● **SUPPLIED RECORDS**
########################################

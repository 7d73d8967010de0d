//! The serialization writer.
//!
//! Walks live values under the guidance of their type descriptors and
//! lowers them into opcodes, collecting every name, type, property,
//! resource key, async buffer and referenced object on the way. Strong
//! pointers queue their target for serialization; weak pointers only
//! record it.

use std::collections::HashMap;
use std::hash::Hash;
use std::sync::Arc;

use membuf::{AsyncBufferRef, Buffer, CompressionType, ResidentUncompressedBuffer};
use rtti::{
    ClassDef, ObjectRef, PropertyDef, ResourceKey, ResourceRefValue, SimpleKind, StringId,
    StructValue, TypeDef, Value,
};
use tracing::warn;

use crate::error::SerialError;
use crate::stream::{InlineBufferSlot, OpcodeStream};

/// Insertion-ordered deduplicated set; the insertion index is the table
/// index the entry gets in the packed file.
pub struct OrderedSet<T> {
    items: Vec<T>,
    index: HashMap<T, u32>,
}

impl<T: Clone + Eq + Hash> OrderedSet<T> {
    pub fn new() -> OrderedSet<T> {
        OrderedSet {
            items: Vec::new(),
            index: HashMap::new(),
        }
    }

    pub fn insert(&mut self, item: T) -> u32 {
        if let Some(&existing) = self.index.get(&item) {
            return existing;
        }
        let position = self.items.len() as u32;
        self.items.push(item.clone());
        self.index.insert(item, position);
        position
    }

    pub fn get_index(&self, item: &T) -> Option<u32> {
        self.index.get(item).copied()
    }

    pub fn items(&self) -> &[T] {
        &self.items
    }

    pub fn len(&self) -> usize {
        self.items.len()
    }

    pub fn is_empty(&self) -> bool {
        self.items.is_empty()
    }
}

impl<T: Clone + Eq + Hash> Default for OrderedSet<T> {
    fn default() -> Self {
        OrderedSet::new()
    }
}

/// Identity of a serialized property: declaring class, name and the type
/// it had when written.
#[derive(Clone, Copy, Debug, PartialEq, Eq, Hash)]
pub struct PropertyKey {
    pub class: StringId,
    pub name: StringId,
    pub type_name: StringId,
}

/// Everything the writer collected across a save operation.
#[derive(Default)]
pub struct WriterReferences {
    pub string_ids: OrderedSet<StringId>,
    pub types: OrderedSet<StringId>,
    pub properties: OrderedSet<PropertyKey>,
    pub resources: OrderedSet<ResourceKey>,
    async_buffers: Vec<AsyncBufferRef>,
    async_buffer_index: HashMap<u64, u32>,
    /// Every object referenced anywhere, strong or weak, by instance id.
    pub objects: HashMap<u64, ObjectRef>,
}

impl WriterReferences {
    pub fn new() -> WriterReferences {
        WriterReferences::default()
    }

    pub fn async_buffers(&self) -> &[AsyncBufferRef] {
        &self.async_buffers
    }

    fn insert_async_buffer(&mut self, loader: AsyncBufferRef) {
        let crc = loader.crc();
        if !self.async_buffer_index.contains_key(&crc) {
            self.async_buffer_index
                .insert(crc, self.async_buffers.len() as u32);
            self.async_buffers.push(loader);
        }
    }
}

/// Opcode stream builder for a single object (or standalone value).
pub struct SerializationWriter<'a> {
    stream: &'a mut OpcodeStream,
    references: &'a mut WriterReferences,
    /// Strong targets discovered while writing; the saver drains these
    /// into its breadth-first queue.
    strong_refs: Vec<ObjectRef>,
    /// The object being written, for self-reference id lookups.
    current: Option<(u64, ObjectRef)>,
    inline_buffers: bool,
    buffer_compression: CompressionType,
    skip_depth: u32,
    errors: bool,
}

impl<'a> SerializationWriter<'a> {
    pub fn new(
        stream: &'a mut OpcodeStream,
        references: &'a mut WriterReferences,
        inline_buffers: bool,
        buffer_compression: CompressionType,
    ) -> SerializationWriter<'a> {
        SerializationWriter {
            stream,
            references,
            strong_refs: Vec::new(),
            current: None,
            inline_buffers,
            buffer_compression,
            skip_depth: 0,
            errors: false,
        }
    }

    pub fn set_current_object(&mut self, object: &ObjectRef) {
        let id = object.read().expect("object lock poisoned").id();
        self.current = Some((id, Arc::clone(object)));
    }

    /// Sticky failure state; set by opcode allocation failures.
    pub fn errors(&self) -> bool {
        self.errors || self.stream.out_of_memory()
    }

    pub fn take_strong_refs(&mut self) -> Vec<ObjectRef> {
        std::mem::take(&mut self.strong_refs)
    }

    fn failed(&mut self) {
        if !self.errors {
            warn!("serialization writer failed; output stream is incomplete");
            self.errors = true;
        }
    }

    fn check(&mut self, ok: bool) {
        if !ok {
            self.failed();
        }
    }

    pub fn begin_compound(&mut self, type_name: StringId) {
        let ok = self.stream.emit_compound(type_name);
        self.check(ok);
    }

    pub fn end_compound(&mut self) {
        let ok = self.stream.emit_compound_end();
        self.check(ok);
    }

    pub fn begin_skip_block(&mut self) {
        self.skip_depth += 1;
        let ok = self.stream.emit_skip_header();
        self.check(ok);
    }

    pub fn end_skip_block(&mut self) {
        if self.skip_depth == 0 {
            self.failed();
            return;
        }
        self.skip_depth -= 1;
        let ok = self.stream.emit_skip_label();
        self.check(ok);
    }

    pub fn write_string_id(&mut self, id: StringId) {
        if !id.is_empty() {
            self.references.string_ids.insert(id);
        }
        let ok = self.stream.emit_name(id);
        self.check(ok);
    }

    pub fn write_type(&mut self, type_name: StringId) {
        if !type_name.is_empty() {
            self.references.types.insert(type_name);
        }
        let ok = self.stream.emit_type_ref(type_name);
        self.check(ok);
    }

    pub fn write_property(&mut self, class: &Arc<ClassDef>, prop: &PropertyDef) {
        let key = PropertyKey {
            class: class.name,
            name: prop.name,
            type_name: prop.ty.name(),
        };
        self.references.types.insert(key.class);
        self.references.types.insert(key.type_name);
        self.references.string_ids.insert(key.name);
        self.references.properties.insert(key);

        let ok = self.stream.emit_property(key.class, key.name, key.type_name);
        self.check(ok);
    }

    pub fn write_pointer(&mut self, object: Option<&ObjectRef>, strong: bool) {
        match object {
            Some(object) => {
                let id = match &self.current {
                    Some((current_id, current)) if Arc::ptr_eq(current, object) => *current_id,
                    _ => object.read().expect("object lock poisoned").id(),
                };
                self.references.objects.insert(id, Arc::clone(object));
                if strong {
                    self.strong_refs.push(Arc::clone(object));
                }
                let ok = self.stream.emit_object_pointer(id, strong);
                self.check(ok);
            }
            None => {
                let ok = self.stream.emit_object_pointer(0, strong);
                self.check(ok);
            }
        }
    }

    pub fn write_resource_key(&mut self, key: Option<ResourceKey>) {
        match key {
            Some(key) if !key.id.is_nil() => {
                self.references.resources.insert(key);
                self.references.types.insert(key.class);
                let ok = self.stream.emit_resource_ref(*key.id.as_bytes(), key.class);
                self.check(ok);
            }
            _ => {
                let ok = self.stream.emit_resource_ref([0u8; 16], StringId::EMPTY);
                self.check(ok);
            }
        }
    }

    pub fn write_inlined_buffer(&mut self, buffer: Buffer) {
        if !self.inline_buffers && !buffer.is_empty() {
            // route through the buffer table so identical payloads dedupe
            let loader = ResidentUncompressedBuffer::new(buffer, self.buffer_compression);
            self.write_async_buffer(loader);
            return;
        }
        let ok = self.stream.emit_inline_buffer(InlineBufferSlot {
            data: Some(buffer),
            loader: None,
        });
        self.check(ok);
    }

    pub fn write_async_buffer(&mut self, loader: AsyncBufferRef) {
        self.references.insert_async_buffer(Arc::clone(&loader));
        let ok = self.stream.emit_inline_buffer(InlineBufferSlot {
            data: None,
            loader: Some(loader),
        });
        self.check(ok);
    }

    pub fn write_compressed_uint(&mut self, value: u32) {
        let ok = self.stream.emit_adaptive_number(value);
        self.check(ok);
    }

    pub fn write_data(&mut self, data: &[u8]) {
        let ok = self.stream.emit_data(data);
        self.check(ok);
    }
}

/// Writes one object's full payload: a compound of its non-default
/// properties, each framed by a skip block.
pub fn write_object_payload(
    writer: &mut SerializationWriter<'_>,
    object: &ObjectRef,
) -> Result<(), SerialError> {
    writer.set_current_object(object);
    let guard = object.read().expect("object lock poisoned");
    let class = Arc::clone(guard.class());
    write_compound(writer, &class, guard.values())?;
    if writer.errors() {
        return Err(SerialError::WriterFailed);
    }
    Ok(())
}

fn write_compound(
    writer: &mut SerializationWriter<'_>,
    class: &Arc<ClassDef>,
    values: &[Value],
) -> Result<(), SerialError> {
    writer.begin_compound(class.name);
    for (prop, value) in class.properties().iter().zip(values.iter()) {
        if prop.transient {
            continue;
        }
        // default-value suppression: untouched properties stay off the wire
        if *value == prop.default_value() {
            continue;
        }
        writer.write_property(class, prop);
        writer.begin_skip_block();
        write_value(writer, &prop.ty, value)?;
        writer.end_skip_block();
    }
    writer.end_compound();
    Ok(())
}

/// Recursively lowers `value` into opcodes, dispatching on its type.
pub fn write_value(
    writer: &mut SerializationWriter<'_>,
    ty: &TypeDef,
    value: &Value,
) -> Result<(), SerialError> {
    if !ty.accepts(value) {
        return Err(SerialError::MalformedPayload(format!(
            "value of kind '{}' cannot be written as '{}'",
            value.kind_name(),
            ty.name()
        )));
    }

    match (ty, value) {
        (TypeDef::Simple(kind), value) => write_simple(writer, *kind, value),
        (TypeDef::Enum(def), Value::Enum(raw)) => {
            let name = match def.find_name(*raw) {
                Some(name) => name,
                None => {
                    // an empty name tells the reader the value was lost
                    warn!(value = raw, enum_name = %def.name, "missing option name, value will be lost");
                    StringId::EMPTY
                }
            };
            writer.write_string_id(name);
        }
        (TypeDef::Bitfield(def), Value::Bitfield(bits)) => {
            for bit in 0..64u8 {
                if bits & (1u64 << bit) == 0 {
                    continue;
                }
                match def.flag_name(bit) {
                    Some(name) => writer.write_string_id(name),
                    None => {
                        warn!(bit, bitfield = %def.name, "missing flag name, bit will be lost")
                    }
                }
            }
            writer.write_string_id(StringId::EMPTY);
        }
        (TypeDef::Array { element, .. }, Value::Array(items)) => {
            writer.write_compressed_uint(items.len() as u32);
            for item in items {
                write_value(writer, element, item)?;
            }
        }
        (TypeDef::Class(_), Value::Struct(StructValue { class, fields })) => {
            write_compound(writer, class, fields)?;
        }
        (TypeDef::ClassRef, Value::ClassRef(name)) => {
            writer.write_type(name.unwrap_or(StringId::EMPTY));
        }
        (TypeDef::StrongHandle(_), Value::Object(target)) => {
            writer.write_pointer(target.as_ref(), true);
        }
        (TypeDef::WeakHandle(_), Value::Weak(target)) => {
            writer.write_pointer(target.upgrade().as_ref(), false);
        }
        (TypeDef::ResourceRef(_), Value::Resource(resource)) => {
            write_resource(writer, resource)?;
        }
        (TypeDef::Buffer, Value::Buffer(buffer)) => {
            writer.write_inlined_buffer(buffer.clone());
        }
        (TypeDef::AsyncBuffer, Value::AsyncBuffer(loader)) => match loader {
            Some(loader) => writer.write_async_buffer(Arc::clone(loader)),
            None => writer.write_inlined_buffer(Buffer::new()),
        },
        (TypeDef::Variant, Value::Variant(inner)) => match inner {
            None => writer.write_data(&[0]),
            Some(boxed) => {
                let (inner_ty, inner_value) = boxed.as_ref();
                writer.write_data(&[1]);
                writer.write_type(inner_ty.name());
                writer.begin_skip_block();
                write_value(writer, inner_ty, inner_value)?;
                writer.end_skip_block();
            }
        },
        (TypeDef::Custom(def), Value::Custom(_, stored)) => {
            let bytes = (def.write_binary)(stored);
            writer.write_compressed_uint(bytes.len() as u32);
            writer.write_data(&bytes);
        }
        _ => unreachable!("accepts() filtered mismatched pairs"),
    }
    Ok(())
}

########################################

● **WHAT YOU NEED TO DO**
Everything above from the line with "pub fn is_empty(&self)" to the line with "had when written.", both included, must be repeated exactly, and nothing outside that range.

● **EXERCISE OUTPUT**
    pub fn is_empty(&self) -> bool {
        self.items.is_empty()
    }
}

impl<T: Clone + Eq + Hash> Default for OrderedSet<T> {
    fn default() -> Self {
        OrderedSet::new()
    }
}

/// Identity of a serialized property: declaring class, name and the type
/// it had when written.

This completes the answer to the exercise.